### Aim of the exercise
Which lines of the data contain the string "filename"? Show each of them.
-- Opening Marker --
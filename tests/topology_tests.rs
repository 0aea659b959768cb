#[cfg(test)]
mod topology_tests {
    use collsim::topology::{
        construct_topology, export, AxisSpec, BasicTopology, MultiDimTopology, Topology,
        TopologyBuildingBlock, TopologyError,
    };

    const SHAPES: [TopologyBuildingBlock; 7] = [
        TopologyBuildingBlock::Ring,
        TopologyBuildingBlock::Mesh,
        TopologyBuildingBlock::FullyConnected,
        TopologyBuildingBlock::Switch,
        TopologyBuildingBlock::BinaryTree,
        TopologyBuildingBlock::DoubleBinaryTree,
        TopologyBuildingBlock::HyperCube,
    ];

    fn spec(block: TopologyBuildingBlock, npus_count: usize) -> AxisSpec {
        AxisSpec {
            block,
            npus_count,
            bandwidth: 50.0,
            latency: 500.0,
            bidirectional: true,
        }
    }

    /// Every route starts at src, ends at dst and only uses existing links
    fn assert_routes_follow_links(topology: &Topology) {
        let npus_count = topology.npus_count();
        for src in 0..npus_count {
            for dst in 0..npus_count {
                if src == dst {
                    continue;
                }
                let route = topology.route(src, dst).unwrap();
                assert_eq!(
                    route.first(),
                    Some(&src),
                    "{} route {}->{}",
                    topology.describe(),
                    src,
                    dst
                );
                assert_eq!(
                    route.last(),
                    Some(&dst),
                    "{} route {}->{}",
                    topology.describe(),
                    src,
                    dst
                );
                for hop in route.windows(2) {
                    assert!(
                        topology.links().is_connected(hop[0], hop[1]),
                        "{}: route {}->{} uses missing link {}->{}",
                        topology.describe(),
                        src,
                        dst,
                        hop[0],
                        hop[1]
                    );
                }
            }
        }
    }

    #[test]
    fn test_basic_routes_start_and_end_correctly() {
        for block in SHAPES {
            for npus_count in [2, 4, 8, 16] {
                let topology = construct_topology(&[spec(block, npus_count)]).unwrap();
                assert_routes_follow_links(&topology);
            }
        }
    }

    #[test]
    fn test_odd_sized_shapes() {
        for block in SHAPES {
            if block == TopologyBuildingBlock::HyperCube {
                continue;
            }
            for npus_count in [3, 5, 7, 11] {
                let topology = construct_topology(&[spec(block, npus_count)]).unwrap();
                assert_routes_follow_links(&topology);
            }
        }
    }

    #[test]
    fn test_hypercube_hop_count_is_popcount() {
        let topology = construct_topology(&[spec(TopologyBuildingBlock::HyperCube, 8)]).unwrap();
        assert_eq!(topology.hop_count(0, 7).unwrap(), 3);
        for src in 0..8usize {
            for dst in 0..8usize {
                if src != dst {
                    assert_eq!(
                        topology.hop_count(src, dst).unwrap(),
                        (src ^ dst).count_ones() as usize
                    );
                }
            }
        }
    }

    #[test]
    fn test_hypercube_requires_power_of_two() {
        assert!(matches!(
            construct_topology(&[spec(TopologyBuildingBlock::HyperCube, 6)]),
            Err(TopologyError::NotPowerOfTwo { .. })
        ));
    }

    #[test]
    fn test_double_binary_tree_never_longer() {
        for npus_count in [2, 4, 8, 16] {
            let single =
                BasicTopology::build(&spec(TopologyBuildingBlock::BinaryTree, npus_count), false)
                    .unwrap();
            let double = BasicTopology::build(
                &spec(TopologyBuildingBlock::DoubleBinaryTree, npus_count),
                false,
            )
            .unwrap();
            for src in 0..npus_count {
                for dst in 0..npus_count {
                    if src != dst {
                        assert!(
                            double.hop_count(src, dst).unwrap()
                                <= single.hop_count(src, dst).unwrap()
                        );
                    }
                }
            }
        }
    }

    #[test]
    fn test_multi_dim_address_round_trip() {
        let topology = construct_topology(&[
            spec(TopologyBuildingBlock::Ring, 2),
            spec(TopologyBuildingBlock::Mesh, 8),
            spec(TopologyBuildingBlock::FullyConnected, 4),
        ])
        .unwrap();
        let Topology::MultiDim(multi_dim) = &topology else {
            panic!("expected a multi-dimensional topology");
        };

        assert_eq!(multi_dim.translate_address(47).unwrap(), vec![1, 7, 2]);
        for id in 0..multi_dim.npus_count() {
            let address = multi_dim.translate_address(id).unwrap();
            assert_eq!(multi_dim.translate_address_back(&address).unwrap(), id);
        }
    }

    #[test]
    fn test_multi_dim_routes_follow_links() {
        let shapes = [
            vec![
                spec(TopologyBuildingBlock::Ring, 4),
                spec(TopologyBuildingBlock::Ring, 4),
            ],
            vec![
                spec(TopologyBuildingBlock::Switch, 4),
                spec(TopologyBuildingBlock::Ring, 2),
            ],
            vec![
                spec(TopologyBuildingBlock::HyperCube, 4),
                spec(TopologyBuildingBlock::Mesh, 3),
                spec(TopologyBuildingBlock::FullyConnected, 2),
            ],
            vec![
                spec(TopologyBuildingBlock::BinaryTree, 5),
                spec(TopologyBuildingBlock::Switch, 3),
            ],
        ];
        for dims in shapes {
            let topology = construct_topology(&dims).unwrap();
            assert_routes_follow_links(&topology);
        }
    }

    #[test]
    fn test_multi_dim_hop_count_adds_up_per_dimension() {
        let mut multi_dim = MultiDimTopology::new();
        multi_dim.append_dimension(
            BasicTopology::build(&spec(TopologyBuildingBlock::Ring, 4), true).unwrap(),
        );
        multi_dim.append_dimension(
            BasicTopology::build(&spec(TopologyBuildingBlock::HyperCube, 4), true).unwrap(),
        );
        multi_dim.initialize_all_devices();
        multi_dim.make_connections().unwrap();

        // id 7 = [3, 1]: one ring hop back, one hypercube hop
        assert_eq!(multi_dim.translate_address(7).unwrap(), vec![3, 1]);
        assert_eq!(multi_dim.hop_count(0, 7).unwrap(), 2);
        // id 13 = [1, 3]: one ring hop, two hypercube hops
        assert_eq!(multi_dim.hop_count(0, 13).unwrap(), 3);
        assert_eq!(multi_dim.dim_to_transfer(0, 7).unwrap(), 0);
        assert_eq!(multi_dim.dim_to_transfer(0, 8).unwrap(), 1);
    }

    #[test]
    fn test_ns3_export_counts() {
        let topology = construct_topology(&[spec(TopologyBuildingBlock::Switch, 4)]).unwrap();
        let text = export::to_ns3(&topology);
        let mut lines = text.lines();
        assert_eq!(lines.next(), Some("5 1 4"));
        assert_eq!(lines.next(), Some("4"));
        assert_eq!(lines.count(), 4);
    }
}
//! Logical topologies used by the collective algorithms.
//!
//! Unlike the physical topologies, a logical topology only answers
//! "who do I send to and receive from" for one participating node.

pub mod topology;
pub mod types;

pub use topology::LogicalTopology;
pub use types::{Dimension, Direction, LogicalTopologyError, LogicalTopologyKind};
-- Closing Marker --
-- Opening Marker --
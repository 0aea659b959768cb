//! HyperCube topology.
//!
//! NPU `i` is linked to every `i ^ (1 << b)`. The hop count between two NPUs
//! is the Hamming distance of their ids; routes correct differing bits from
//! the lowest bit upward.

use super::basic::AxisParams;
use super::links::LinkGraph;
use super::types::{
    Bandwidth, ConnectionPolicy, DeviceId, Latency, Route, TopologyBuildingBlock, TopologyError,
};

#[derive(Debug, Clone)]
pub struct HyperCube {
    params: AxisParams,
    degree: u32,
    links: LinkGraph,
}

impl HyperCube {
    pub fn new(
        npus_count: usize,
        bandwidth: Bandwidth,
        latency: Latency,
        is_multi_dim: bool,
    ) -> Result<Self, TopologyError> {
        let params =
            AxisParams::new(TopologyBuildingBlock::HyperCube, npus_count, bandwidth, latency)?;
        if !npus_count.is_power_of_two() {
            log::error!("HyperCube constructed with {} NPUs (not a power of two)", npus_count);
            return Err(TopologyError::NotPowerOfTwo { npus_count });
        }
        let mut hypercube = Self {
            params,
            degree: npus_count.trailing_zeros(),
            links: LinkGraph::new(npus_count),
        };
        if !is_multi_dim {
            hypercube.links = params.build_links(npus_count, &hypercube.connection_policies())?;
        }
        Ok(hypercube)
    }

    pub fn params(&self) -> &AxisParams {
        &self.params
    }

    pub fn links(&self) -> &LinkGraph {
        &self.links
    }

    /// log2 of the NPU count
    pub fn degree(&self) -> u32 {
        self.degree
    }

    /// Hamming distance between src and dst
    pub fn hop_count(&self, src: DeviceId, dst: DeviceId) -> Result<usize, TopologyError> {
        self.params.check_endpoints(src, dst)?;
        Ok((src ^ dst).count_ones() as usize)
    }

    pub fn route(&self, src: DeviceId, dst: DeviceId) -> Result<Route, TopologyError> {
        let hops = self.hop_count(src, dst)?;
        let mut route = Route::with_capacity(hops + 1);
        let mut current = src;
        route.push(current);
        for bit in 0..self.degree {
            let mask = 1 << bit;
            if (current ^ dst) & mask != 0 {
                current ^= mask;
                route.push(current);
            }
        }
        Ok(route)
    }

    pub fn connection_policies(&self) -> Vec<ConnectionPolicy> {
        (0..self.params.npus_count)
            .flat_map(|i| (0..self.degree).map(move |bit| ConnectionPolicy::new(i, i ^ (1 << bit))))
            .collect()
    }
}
-- Closing Marker --
-- Opening Marker --
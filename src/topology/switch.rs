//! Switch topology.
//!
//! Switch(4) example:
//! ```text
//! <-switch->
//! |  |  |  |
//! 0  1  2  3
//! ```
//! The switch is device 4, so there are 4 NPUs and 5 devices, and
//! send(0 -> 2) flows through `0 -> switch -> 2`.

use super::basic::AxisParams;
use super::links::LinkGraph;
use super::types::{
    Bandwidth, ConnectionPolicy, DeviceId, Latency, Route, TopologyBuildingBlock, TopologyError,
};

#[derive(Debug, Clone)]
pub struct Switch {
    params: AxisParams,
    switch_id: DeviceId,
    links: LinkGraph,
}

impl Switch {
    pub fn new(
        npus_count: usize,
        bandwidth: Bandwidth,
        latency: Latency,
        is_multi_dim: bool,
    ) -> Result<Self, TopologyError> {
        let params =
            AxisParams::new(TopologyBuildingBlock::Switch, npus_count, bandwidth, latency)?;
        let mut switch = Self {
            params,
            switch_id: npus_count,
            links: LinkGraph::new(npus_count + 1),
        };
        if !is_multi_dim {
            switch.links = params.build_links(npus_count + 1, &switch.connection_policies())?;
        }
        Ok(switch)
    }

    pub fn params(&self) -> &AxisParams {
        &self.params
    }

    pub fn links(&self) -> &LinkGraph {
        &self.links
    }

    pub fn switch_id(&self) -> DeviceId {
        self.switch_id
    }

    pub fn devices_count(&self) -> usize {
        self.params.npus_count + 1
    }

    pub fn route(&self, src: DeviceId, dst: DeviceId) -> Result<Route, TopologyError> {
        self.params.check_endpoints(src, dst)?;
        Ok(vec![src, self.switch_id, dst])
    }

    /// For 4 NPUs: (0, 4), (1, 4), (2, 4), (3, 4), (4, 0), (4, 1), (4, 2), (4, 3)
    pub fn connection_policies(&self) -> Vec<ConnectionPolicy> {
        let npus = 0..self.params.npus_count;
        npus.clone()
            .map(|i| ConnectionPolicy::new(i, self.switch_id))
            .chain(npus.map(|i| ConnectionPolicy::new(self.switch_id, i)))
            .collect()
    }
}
-- Closing Marker --
### The completed task
filename tests/topology_tests.rs
filename src/topology/switch.rs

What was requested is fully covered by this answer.